» **WHAT YOU SHOULD DO**: Take the material below and restate it word for word, stopping after the line in which "pub const NODES_DIR: &str" occurs.

DATASET CONTENT Block Start

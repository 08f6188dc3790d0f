//! Mapping of entities onto history directories
//!
//! Layout under the history root:
//!
//! ```text
//! <root>/<systemName>/<timestampId>/           system configs (config.xml -> config)
//! <root>/jobs/<job>/<timestampId>/             top-level jobs
//! <root>/jobs/<folder>/jobs/<job>/<timestampId>/
//! <root>/jobs/<job>_deleted_<stamp>/...        soft-deleted job lineage
//! <root>/nodes/<agent>/<timestampId>/          agents
//! ```

use std::fs;
use std::path::{Component, Path, PathBuf};

use chrono::NaiveDateTime;

use super::config::HistoryConfig;
use super::error::{HistoryError, HistoryResult};
use crate::types::EntityKey;
use crate::validation::check_entity_name;

/// Metadata file inside every revision directory
pub const HISTORY_FILE: &str = "history.xml";
/// Subtree holding job lineages, both in the history root and the base directory
pub const JOBS_DIR: &str = "jobs";
/// Subtree holding agent lineages
pub const NODES_DIR: &str = "nodes";
/// Reserved infix of soft-deleted lineage names
pub const DELETED_MARKER: &str = "_deleted_";
/// Payload file name for jobs and agents
pub const CONFIG_FILE: &str = "config.xml";

const DELETED_STAMP_FORMAT: &str = "%Y%m%d_%H%M%S_%3f";

/// Resolves entity identities to history directories
#[derive(Debug, Clone)]
pub struct PathResolver {
    history_root: PathBuf,
    base_dir: PathBuf,
}

impl PathResolver {
    pub fn new(config: &HistoryConfig) -> Self {
        Self {
            history_root: config.history_root.clone(),
            base_dir: config.base_dir.clone(),
        }
    }

    pub fn history_root(&self) -> &Path {
        &self.history_root
    }

    pub fn base_dir(&self) -> &Path {
        &self.base_dir
    }

    pub fn jobs_root(&self) -> PathBuf {
        self.history_root.join(JOBS_DIR)
    }

    pub fn nodes_root(&self) -> PathBuf {
        self.history_root.join(NODES_DIR)
    }

    /// History directory for any entity key, validating names first
    pub fn resolve(&self, key: &EntityKey) -> HistoryResult<PathBuf> {
        match key {
            EntityKey::ConfigFile(path) => self.history_dir_for_config(path),
            EntityKey::Job(name) => {
                check_entity_name(name)?;
                Ok(self.job_history_dir(name))
            }
            EntityKey::System(name) => {
                check_entity_name(name)?;
                if name.contains('/') || name == JOBS_DIR || name == NODES_DIR {
                    return Err(HistoryError::InvalidName(name.clone()));
                }
                Ok(self.history_root.join(name))
            }
            EntityKey::Agent(name) => {
                check_entity_name(name)?;
                if name.contains('/') {
                    return Err(HistoryError::InvalidName(name.clone()));
                }
                Ok(self.nodes_root().join(name))
            }
            EntityKey::DeletedJob(name) => {
                check_entity_name(name)?;
                let last = name.rsplit('/').next().unwrap_or(name);
                if !is_deleted_name(last) {
                    return Err(HistoryError::InvalidName(name.clone()));
                }
                Ok(self.job_history_dir(name))
            }
        }
    }

    /// History directory for a live config file.
    ///
    /// A file directly in the base directory is a system config named after
    /// its base name; a file below `<base>/jobs/` maps onto the same relative
    /// directory below `<root>/jobs/`.
    pub fn history_dir_for_config(&self, config_file: &Path) -> HistoryResult<PathBuf> {
        let outside = || HistoryError::OutsideManagedTree {
            path: config_file.to_path_buf(),
            base: self.base_dir.clone(),
        };
        let parent = config_file.parent().ok_or_else(outside)?;
        let relative = parent.strip_prefix(&self.base_dir).map_err(|_| outside())?;
        if relative.components().any(|c| !matches!(c, Component::Normal(_))) {
            return Err(outside());
        }

        if relative.as_os_str().is_empty() {
            let stem = config_file
                .file_stem()
                .and_then(|s| s.to_str())
                .filter(|s| !s.is_empty())
                .ok_or_else(outside)?;
            return Ok(self.history_root.join(stem));
        }

        let mut components = relative.components();
        match components.next() {
            Some(Component::Normal(first)) if first == JOBS_DIR => {
                let rest = components.as_path();
                if rest.as_os_str().is_empty() {
                    return Err(outside());
                }
                Ok(self.jobs_root().join(rest))
            }
            _ => Err(outside()),
        }
    }

    /// History directory of a job by folder-qualified name (`a/b/job` -> `jobs/a/jobs/b/jobs/job`)
    pub fn job_history_dir(&self, full_name: &str) -> PathBuf {
        let mut dir = self.jobs_root();
        for (i, segment) in full_name.split('/').enumerate() {
            if i > 0 {
                dir.push(JOBS_DIR);
            }
            dir.push(segment);
        }
        dir
    }

    /// Live config file of a job in the managed base directory
    pub fn job_config_file(&self, full_name: &str) -> PathBuf {
        let mut dir = self.base_dir.join(JOBS_DIR);
        for (i, segment) in full_name.split('/').enumerate() {
            if i > 0 {
                dir.push(JOBS_DIR);
            }
            dir.push(segment);
        }
        dir.join(CONFIG_FILE)
    }

    /// Live file of a system config (`config` -> `<base>/config.xml`)
    pub fn system_config_file(&self, name: &str) -> PathBuf {
        self.base_dir.join(format!("{}.xml", name))
    }

    /// Folder-qualified name of a job lineage directory, walking up to the jobs root.
    ///
    /// Returns `None` when the directory is not inside the jobs root.
    pub fn folder_qualified_name(&self, history_dir: &Path) -> Option<String> {
        let relative = history_dir.strip_prefix(self.jobs_root()).ok()?;
        let mut names = Vec::new();
        for (i, component) in relative.components().enumerate() {
            let segment = match component {
                Component::Normal(s) => s.to_str()?,
                _ => return None,
            };
            if i % 2 == 1 {
                if segment != JOBS_DIR {
                    return None;
                }
            } else {
                names.push(segment);
            }
        }
        if names.is_empty() || relative.components().count() % 2 == 0 {
            return None;
        }
        Some(names.join("/"))
    }

    /// Fail if `dir` escapes `root` once symlinks are resolved.
    ///
    /// Directories that do not exist yet are accepted; their names have been
    /// validated already.
    pub fn ensure_contained(&self, dir: &Path, root: &Path) -> HistoryResult<()> {
        let (Ok(dir_real), Ok(root_real)) = (fs::canonicalize(dir), fs::canonicalize(root)) else {
            return Ok(());
        };
        if dir_real.starts_with(&root_real) {
            Ok(())
        } else {
            Err(HistoryError::OutsideManagedTree {
                path: dir.to_path_buf(),
                base: root.to_path_buf(),
            })
        }
    }
}

/// Name of the soft-deleted lineage for `name`, stamped with `now`
pub fn deleted_lineage_name(name: &str, now: NaiveDateTime) -> String {
    format!("{}{}{}", name, DELETED_MARKER, now.format(DELETED_STAMP_FORMAT))
}

/// Whether a lineage directory name marks a soft-deleted entity
pub fn is_deleted_name(name: &str) -> bool {
    name.contains(DELETED_MARKER)
}

/// Original entity name of a soft-deleted lineage (`Test1_deleted_2013...` -> `Test1`)
pub fn undeleted_name(name: &str) -> &str {
    name.split(DELETED_MARKER).next().unwrap_or(name)
}

#[cfg(test)]
mod tests {
    use super::*;
    use chrono::NaiveDate;

    fn resolver() -> PathResolver {
        PathResolver::new(&HistoryConfig::new("/srv/jenkins"))
    }

    #[test]
    fn test_system_config_dir() {
        let dir = resolver()
            .history_dir_for_config(Path::new("/srv/jenkins/config.xml"))
            .unwrap();
        assert_eq!(dir, PathBuf::from("/srv/jenkins/config-history/config"));

        let dir = resolver()
            .history_dir_for_config(Path::new("/srv/jenkins/hudson.tasks.Ant.xml"))
            .unwrap();
        assert_eq!(dir, PathBuf::from("/srv/jenkins/config-history/hudson.tasks.Ant"));
    }

    #[test]
    fn test_job_config_dir_keeps_folders() {
        let dir = resolver()
            .history_dir_for_config(Path::new("/srv/jenkins/jobs/Test1/config.xml"))
            .unwrap();
        assert_eq!(dir, PathBuf::from("/srv/jenkins/config-history/jobs/Test1"));

        let dir = resolver()
            .history_dir_for_config(Path::new("/srv/jenkins/jobs/f1/jobs/f2/jobs/job/config.xml"))
            .unwrap();
        assert_eq!(
            dir,
            PathBuf::from("/srv/jenkins/config-history/jobs/f1/jobs/f2/jobs/job")
        );
    }

    #[test]
    fn test_outside_base_dir_fails() {
        let result = resolver().history_dir_for_config(Path::new("/tmp/config.xml"));
        assert!(matches!(result, Err(HistoryError::OutsideManagedTree { .. })));

        let result = resolver().history_dir_for_config(Path::new("/srv/jenkins/../etc/config.xml"));
        assert!(matches!(result, Err(HistoryError::OutsideManagedTree { .. })));
    }

    #[test]
    fn test_job_key_matches_config_path() {
        let r = resolver();
        let by_name = r.resolve(&EntityKey::Job("f1/f2/job".to_string())).unwrap();
        let by_file = r
            .history_dir_for_config(&r.job_config_file("f1/f2/job"))
            .unwrap();
        assert_eq!(by_name, by_file);
    }

    #[test]
    fn test_folder_qualified_name() {
        let r = resolver();
        let dir = r.job_history_dir("f1/f2/job");
        assert_eq!(r.folder_qualified_name(&dir).as_deref(), Some("f1/f2/job"));
        assert_eq!(
            r.folder_qualified_name(&r.jobs_root().join("Test1")).as_deref(),
            Some("Test1")
        );
        assert_eq!(r.folder_qualified_name(&r.jobs_root().join("f1/jobs")), None);
        assert_eq!(r.folder_qualified_name(Path::new("/elsewhere/x")), None);
    }

    #[test]
    fn test_resolve_rejects_bad_names() {
        let r = resolver();
        assert!(r.resolve(&EntityKey::Job("../x".to_string())).is_err());
        assert!(r.resolve(&EntityKey::System("a/b".to_string())).is_err());
        assert!(r.resolve(&EntityKey::Agent("".to_string())).is_err());
        assert!(r.resolve(&EntityKey::DeletedJob("Test1".to_string())).is_err());
        assert!(r
            .resolve(&EntityKey::DeletedJob("f/Test1_deleted_20130830_223932_071".to_string()))
            .is_ok());
    }

    #[test]
    fn test_deleted_lineage_name() {
        let now = NaiveDate::from_ymd_opt(2013, 8, 30)
            .unwrap()
            .and_hms_milli_opt(22, 39, 32, 71)
            .unwrap();
        let name = deleted_lineage_name("Test1", now);
        assert_eq!(name, "Test1_deleted_20130830_223932_071");
        assert!(is_deleted_name(&name));
        assert_eq!(undeleted_name(&name), "Test1");
    }
}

DATASET CONTENT Block End

» **EXERCISE SOLUTION**:
repository 08f6188dc3790d0f
//! Mapping of entities onto history directories
//!
//! Layout under the history root:
//!
//! ```text
//! <root>/<systemName>/<timestampId>/           system configs (config.xml -> config)
//! <root>/jobs/<job>/<timestampId>/             top-level jobs
//! <root>/jobs/<folder>/jobs/<job>/<timestampId>/
//! <root>/jobs/<job>_deleted_<stamp>/...        soft-deleted job lineage
//! <root>/nodes/<agent>/<timestampId>/          agents
//! ```

use std::fs;
use std::path::{Component, Path, PathBuf};

use chrono::NaiveDateTime;

use super::config::HistoryConfig;
use super::error::{HistoryError, HistoryResult};
use crate::types::EntityKey;
use crate::validation::check_entity_name;

/// Metadata file inside every revision directory
pub const HISTORY_FILE: &str = "history.xml";
/// Subtree holding job lineages, both in the history root and the base directory
pub const JOBS_DIR: &str = "jobs";
/// Subtree holding agent lineages
pub const NODES_DIR: &str = "nodes";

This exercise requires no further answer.